Sempre atento para o fato de que nossos desacordos podem estar em nossas diversas visões de mundo, tendo o diálogo filosófico como uma forma de esclarecer, explicar e compreender essas diferenças, e portando revalorizar o diálogo desses desacordos, pois sem elas não teríamos filosofia, nem educação, nem política e nem seres humanos seríamos. E é a partir dessa confrontação que possibilitamos a construção de um mundo.

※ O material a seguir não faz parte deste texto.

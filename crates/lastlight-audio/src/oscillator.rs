//! Basic waveform and noise generators.
//!
//! Every generator produces a buffer of exactly `round(duration * sample_rate)`
//! samples in [-1.0, 1.0]. A zero or negative duration yields an empty buffer.
//! Frequencies at or above Nyquist alias rather than error; that is an
//! accepted limitation of these naive oscillators.

use rand::Rng;
use rand_pcg::Pcg32;

/// Two pi, the full phase circle.
pub const TWO_PI: f64 = 2.0 * std::f64::consts::PI;

/// Number of samples for a given duration at a given sample rate.
pub fn num_samples(duration: f64, sample_rate: f64) -> usize {
    if duration <= 0.0 {
        0
    } else {
        (duration * sample_rate).round() as usize
    }
}

/// Accumulates phase from a per-sample frequency.
///
/// Sweeps must integrate frequency into phase sample by sample; evaluating
/// `sin(2*pi*f(t)*t)` directly produces audible phase discontinuities.
#[derive(Debug, Clone)]
pub struct PhaseAccumulator {
    phase: f64,
    sample_rate: f64,
}

impl PhaseAccumulator {
    /// Creates an accumulator starting at phase zero.
    pub fn new(sample_rate: f64) -> Self {
        Self {
            phase: 0.0,
            sample_rate,
        }
    }

    /// Advances by one sample at `freq` Hz and returns the new phase.
    pub fn advance(&mut self, freq: f64) -> f64 {
        self.phase += TWO_PI * freq / self.sample_rate;
        if self.phase >= TWO_PI {
            self.phase -= TWO_PI * (self.phase / TWO_PI).floor();
        }
        self.phase
    }
}

/// Generates a sine wave.
pub fn sine(freq: f64, duration: f64, sample_rate: f64) -> Vec<f64> {
    let n = num_samples(duration, sample_rate);
    (0..n)
        .map(|i| (TWO_PI * freq * i as f64 / sample_rate).sin())
        .collect()
}

/// Generates a square wave with the given duty cycle.
pub fn square(freq: f64, duration: f64, duty: f64, sample_rate: f64) -> Vec<f64> {
    let n = num_samples(duration, sample_rate);
    let duty = duty.clamp(0.0, 1.0);
    (0..n)
        .map(|i| {
            let cycle = (freq * i as f64 / sample_rate).rem_euclid(1.0);
            if cycle < duty {
                1.0
            } else {
                -1.0
            }
        })
        .collect()
}

/// Generates a sawtooth wave rising from -1 to 1 each cycle.
pub fn sawtooth(freq: f64, duration: f64, sample_rate: f64) -> Vec<f64> {
    let n = num_samples(duration, sample_rate);
    (0..n)
        .map(|i| {
            let cycle = (freq * i as f64 / sample_rate).rem_euclid(1.0);
            2.0 * cycle - 1.0
        })
        .collect()
}

/// Generates uniform white noise in [-1, 1].
pub fn white_noise(rng: &mut Pcg32, count: usize) -> Vec<f64> {
    (0..count).map(|_| rng.gen_range(-1.0..=1.0)).collect()
}

/// Generates pink (1/f) noise, peak-normalized.
///
/// White noise shaped by Paul Kellett's fixed-coefficient IIR approximation.
/// The spectral slope is approximate, good to within about +/-0.5 dB over
/// the audio band, which is all these assets need.
pub fn pink_noise(rng: &mut Pcg32, count: usize) -> Vec<f64> {
    let mut b = [0.0f64; 7];
    let mut out = Vec::with_capacity(count);

    for _ in 0..count {
        let white: f64 = rng.gen_range(-1.0..=1.0);
        b[0] = 0.99886 * b[0] + white * 0.0555179;
        b[1] = 0.99332 * b[1] + white * 0.0750759;
        b[2] = 0.96900 * b[2] + white * 0.1538520;
        b[3] = 0.86650 * b[3] + white * 0.3104856;
        b[4] = 0.55000 * b[4] + white * 0.5329522;
        b[5] = -0.7616 * b[5] - white * 0.0168980;
        let pink = b[0] + b[1] + b[2] + b[3] + b[4] + b[5] + b[6] + white * 0.5362;
        b[6] = white * 0.115926;
        out.push(pink);
    }

    let peak = out.iter().fold(0.0f64, |m, s| m.max(s.abs()));
    if peak > 0.0 {
        for s in &mut out {
            *s /= peak;
        }
    }
    out
}

/// Generates a sine whose frequency moves linearly from `f_start` to `f_end`.
pub fn linear_sweep(f_start: f64, f_end: f64, duration: f64, sample_rate: f64) -> Vec<f64> {
    let n = num_samples(duration, sample_rate);
    let mut acc = PhaseAccumulator::new(sample_rate);
    (0..n)
        .map(|i| {
            let t = i as f64 / n as f64;
            let freq = f_start + (f_end - f_start) * t;
            acc.advance(freq).sin()
        })
        .collect()
}

/// Generates a sine whose frequency moves exponentially from `f_start` to `f_end`.
///
/// Both endpoints are floored at a small positive value; an exponential
/// sweep through zero is undefined.
pub fn exponential_sweep(f_start: f64, f_end: f64, duration: f64, sample_rate: f64) -> Vec<f64> {
    let n = num_samples(duration, sample_rate);
    let f_start = f_start.max(1e-3);
    let f_end = f_end.max(1e-3);
    let ratio = f_end / f_start;
    let mut acc = PhaseAccumulator::new(sample_rate);
    (0..n)
        .map(|i| {
            let t = i as f64 / n as f64;
            let freq = f_start * ratio.powf(t);
            acc.advance(freq).sin()
        })
        .collect()
}

/// Generates a sine following an arbitrary per-sample frequency curve.
///
/// Used by siren and warble composers whose frequency is itself modulated.
pub fn sine_from_curve(freqs: &[f64], sample_rate: f64) -> Vec<f64> {
    let mut acc = PhaseAccumulator::new(sample_rate);
    freqs.iter().map(|&f| acc.advance(f).sin()).collect()
}

#[cfg(test)]
mod tests {
    use super::*;
    use crate::rng::create_rng;

    #[test]
    fn test_sample_count_is_rounded() {
        // 0.08s at 44100 Hz must be exactly 3528 samples
        assert_eq!(num_samples(0.08, 44100.0), 3528);
        assert_eq!(sine(800.0, 0.08, 44100.0).len(), 3528);
        assert_eq!(square(800.0, 0.08, 0.3, 44100.0).len(), 3528);
        assert_eq!(sawtooth(800.0, 0.08, 44100.0).len(), 3528);
    }

    #[test]
    fn test_zero_and_negative_duration_yield_empty() {
        assert!(sine(440.0, 0.0, 22050.0).is_empty());
        assert!(sine(440.0, -1.0, 22050.0).is_empty());
        assert!(square(440.0, -0.5, 0.5, 22050.0).is_empty());
    }

    #[test]
    fn test_sine_range() {
        for freq in [55.0, 440.0, 2000.0, 10000.0] {
            let samples = sine(freq, 0.1, 44100.0);
            for &s in &samples {
                assert!(s.abs() <= 1.0 + 1e-12);
            }
        }
    }

    #[test]
    fn test_square_values_and_duty() {
        let samples = square(100.0, 0.1, 0.25, 44100.0);
        assert!(samples.iter().all(|&s| s == 1.0 || s == -1.0));

        let high = samples.iter().filter(|&&s| s == 1.0).count();
        let ratio = high as f64 / samples.len() as f64;
        assert!((ratio - 0.25).abs() < 0.02);
    }

    #[test]
    fn test_sawtooth_range() {
        let samples = sawtooth(220.0, 0.1, 22050.0);
        for &s in &samples {
            assert!((-1.0..=1.0).contains(&s));
        }
        // Starts at the bottom of the ramp
        assert!((samples[0] - (-1.0)).abs() < 1e-12);
    }

    #[test]
    fn test_white_noise_range_and_determinism() {
        let mut rng1 = create_rng(7);
        let mut rng2 = create_rng(7);
        let a = white_noise(&mut rng1, 1000);
        let b = white_noise(&mut rng2, 1000);
        assert_eq!(a, b);
        assert!(a.iter().all(|s| s.abs() <= 1.0));
    }

    #[test]
    fn test_pink_noise_is_normalized_and_bass_heavy() {
        let mut rng = create_rng(11);
        let samples = pink_noise(&mut rng, 8192);
        let peak = samples.iter().fold(0.0f64, |m, s| m.max(s.abs()));
        assert!((peak - 1.0).abs() < 1e-9);

        // Pink noise has more low-frequency energy than white: successive
        // samples should be correlated, unlike white noise.
        let corr: f64 = samples.windows(2).map(|w| w[0] * w[1]).sum::<f64>() / samples.len() as f64;
        assert!(corr > 0.0);
    }

    #[test]
    fn test_linear_sweep_is_phase_continuous() {
        let samples = linear_sweep(200.0, 800.0, 0.15, 22050.0);
        assert_eq!(samples.len(), num_samples(0.15, 22050.0));

        // Phase accumulation keeps sample-to-sample steps bounded by the
        // largest instantaneous frequency in the sweep.
        let max_step = TWO_PI * 800.0 / 22050.0;
        for w in samples.windows(2) {
            assert!((w[1] - w[0]).abs() <= max_step + 1e-9);
        }
    }

    #[test]
    fn test_exponential_sweep_length() {
        let samples = exponential_sweep(100.0, 1600.0, 0.2, 44100.0);
        assert_eq!(samples.len(), num_samples(0.2, 44100.0));
        for &s in &samples {
            assert!(s.abs() <= 1.0 + 1e-12);
        }
    }

    #[test]
    fn test_sine_from_curve_matches_constant_sweep() {
        let freqs = vec![440.0; 100];
        let curved = sine_from_curve(&freqs, 44100.0);
        let swept = linear_sweep(440.0, 440.0, 100.0 / 44100.0, 44100.0);
        assert_eq!(curved.len(), swept.len());
        for (a, b) in curved.iter().zip(swept.iter()) {
            assert!((a - b).abs() < 1e-9);
        }
    }
}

Para concluir, algumas citações lapidares para essa investida, a primeira de Xavier Rubert de Ventos, em seu Por que filosofia: “Filosofar é chegar a colocar em contato o que sabemos com o que sentimos, o que pensamos com o que fazemos; desconfiar das explicações que satisfazem; arriscar-se, muitas vezes, a ver mais, ou menos do que quisermos ver”. De forma explosiva Nietzsche afirmava em Humano, demasiado Humano: “Não nos deixaríamos queimar por nossas opiniões: não estamos seguros delas. Mas, talvez, por podermos ter nossas opiniões e podermos mudá-las”. Para aqueles que entendem ser irrelevante o contato do jovem com o espírito filosófico, diz Epicuro, filósofo da era helenista: “nunca se protele de filosofar quando se é jovem nem se canse de fazê-lo quando se é velho, pois ninguém é pouco maduro nem demasiadamente maduro para conquistar a saúde da alma. E quem diz que a hora de filosofar ainda não chegou ou já passou, assemelha-se ao que diz que ainda não chegou ou já passou a hora de se feliz”. Para não restar dúvidas das finalidades da vida e com um pouco do lirismo poético existencialista de Fernando Pessoa: “Não me venham com conclusões! A única conclusão é morrer!”.